What you are asked to do: Go through the records line by line from the top and repeat each one exactly, ending with the line that contains "Try TLS first".

Given data:
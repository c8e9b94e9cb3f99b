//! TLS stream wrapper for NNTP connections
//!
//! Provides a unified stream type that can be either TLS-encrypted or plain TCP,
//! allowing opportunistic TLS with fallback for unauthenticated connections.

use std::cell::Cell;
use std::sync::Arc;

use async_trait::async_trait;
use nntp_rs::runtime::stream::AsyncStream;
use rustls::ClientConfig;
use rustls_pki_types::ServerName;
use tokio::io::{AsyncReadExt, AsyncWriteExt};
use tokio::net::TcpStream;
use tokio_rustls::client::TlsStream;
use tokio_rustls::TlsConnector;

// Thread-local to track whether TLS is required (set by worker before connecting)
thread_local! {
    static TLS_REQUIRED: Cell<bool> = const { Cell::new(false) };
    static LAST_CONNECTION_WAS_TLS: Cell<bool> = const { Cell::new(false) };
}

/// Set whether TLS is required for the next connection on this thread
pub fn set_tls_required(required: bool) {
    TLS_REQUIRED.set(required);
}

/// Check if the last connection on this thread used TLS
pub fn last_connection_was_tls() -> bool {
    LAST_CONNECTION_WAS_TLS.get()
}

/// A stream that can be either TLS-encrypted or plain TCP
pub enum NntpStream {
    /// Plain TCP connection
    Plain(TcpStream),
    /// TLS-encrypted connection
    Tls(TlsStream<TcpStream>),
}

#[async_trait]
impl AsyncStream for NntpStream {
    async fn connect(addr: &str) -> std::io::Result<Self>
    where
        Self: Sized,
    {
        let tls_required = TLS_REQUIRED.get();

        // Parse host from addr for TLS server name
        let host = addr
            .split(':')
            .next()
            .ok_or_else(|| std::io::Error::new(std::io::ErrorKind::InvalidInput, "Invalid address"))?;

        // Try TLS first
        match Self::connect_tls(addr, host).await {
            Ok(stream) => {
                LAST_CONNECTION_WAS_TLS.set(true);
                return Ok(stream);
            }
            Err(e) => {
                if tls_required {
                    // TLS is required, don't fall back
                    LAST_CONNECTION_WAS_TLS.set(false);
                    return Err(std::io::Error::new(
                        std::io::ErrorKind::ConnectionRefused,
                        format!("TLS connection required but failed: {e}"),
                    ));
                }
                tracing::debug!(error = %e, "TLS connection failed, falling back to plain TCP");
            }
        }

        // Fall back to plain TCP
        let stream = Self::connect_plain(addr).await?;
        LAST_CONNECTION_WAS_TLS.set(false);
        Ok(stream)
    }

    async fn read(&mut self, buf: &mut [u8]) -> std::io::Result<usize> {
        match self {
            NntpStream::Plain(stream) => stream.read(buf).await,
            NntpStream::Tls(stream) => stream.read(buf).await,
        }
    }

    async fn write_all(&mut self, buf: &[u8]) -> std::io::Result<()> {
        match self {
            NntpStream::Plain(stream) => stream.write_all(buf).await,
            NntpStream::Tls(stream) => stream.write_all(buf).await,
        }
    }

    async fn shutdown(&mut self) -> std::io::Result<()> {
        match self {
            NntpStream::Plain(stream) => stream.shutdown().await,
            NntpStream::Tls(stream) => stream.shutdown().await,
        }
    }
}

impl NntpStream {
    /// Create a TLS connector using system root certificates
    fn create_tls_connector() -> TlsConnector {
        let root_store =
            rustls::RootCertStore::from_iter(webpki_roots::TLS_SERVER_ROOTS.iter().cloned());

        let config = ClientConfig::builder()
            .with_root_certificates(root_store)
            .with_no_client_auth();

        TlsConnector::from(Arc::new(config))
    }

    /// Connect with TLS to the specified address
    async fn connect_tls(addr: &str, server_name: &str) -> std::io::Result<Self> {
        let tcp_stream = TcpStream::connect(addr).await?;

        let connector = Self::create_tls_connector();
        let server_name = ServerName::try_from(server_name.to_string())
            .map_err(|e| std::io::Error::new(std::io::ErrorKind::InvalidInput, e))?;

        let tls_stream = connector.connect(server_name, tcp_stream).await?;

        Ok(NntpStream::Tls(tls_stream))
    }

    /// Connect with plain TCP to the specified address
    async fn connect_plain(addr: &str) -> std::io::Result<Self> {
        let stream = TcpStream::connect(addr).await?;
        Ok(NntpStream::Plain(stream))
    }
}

Expected answer:
repository c8e9b94e9cb3f99b
//! TLS stream wrapper for NNTP connections
//!
//! Provides a unified stream type that can be either TLS-encrypted or plain TCP,
//! allowing opportunistic TLS with fallback for unauthenticated connections.

use std::cell::Cell;
use std::sync::Arc;

use async_trait::async_trait;
use nntp_rs::runtime::stream::AsyncStream;
use rustls::ClientConfig;
use rustls_pki_types::ServerName;
use tokio::io::{AsyncReadExt, AsyncWriteExt};
use tokio::net::TcpStream;
use tokio_rustls::client::TlsStream;
use tokio_rustls::TlsConnector;

// Thread-local to track whether TLS is required (set by worker before connecting)
thread_local! {
    static TLS_REQUIRED: Cell<bool> = const { Cell::new(false) };
    static LAST_CONNECTION_WAS_TLS: Cell<bool> = const { Cell::new(false) };
}

/// Set whether TLS is required for the next connection on this thread
pub fn set_tls_required(required: bool) {
    TLS_REQUIRED.set(required);
}

/// Check if the last connection on this thread used TLS
pub fn last_connection_was_tls() -> bool {
    LAST_CONNECTION_WAS_TLS.get()
}

/// A stream that can be either TLS-encrypted or plain TCP
pub enum NntpStream {
    /// Plain TCP connection
    Plain(TcpStream),
    /// TLS-encrypted connection
    Tls(TlsStream<TcpStream>),
}

#[async_trait]
impl AsyncStream for NntpStream {
    async fn connect(addr: &str) -> std::io::Result<Self>
    where
        Self: Sized,
    {
        let tls_required = TLS_REQUIRED.get();

        // Parse host from addr for TLS server name
        let host = addr
            .split(':')
            .next()
            .ok_or_else(|| std::io::Error::new(std::io::ErrorKind::InvalidInput, "Invalid address"))?;

        // Try TLS first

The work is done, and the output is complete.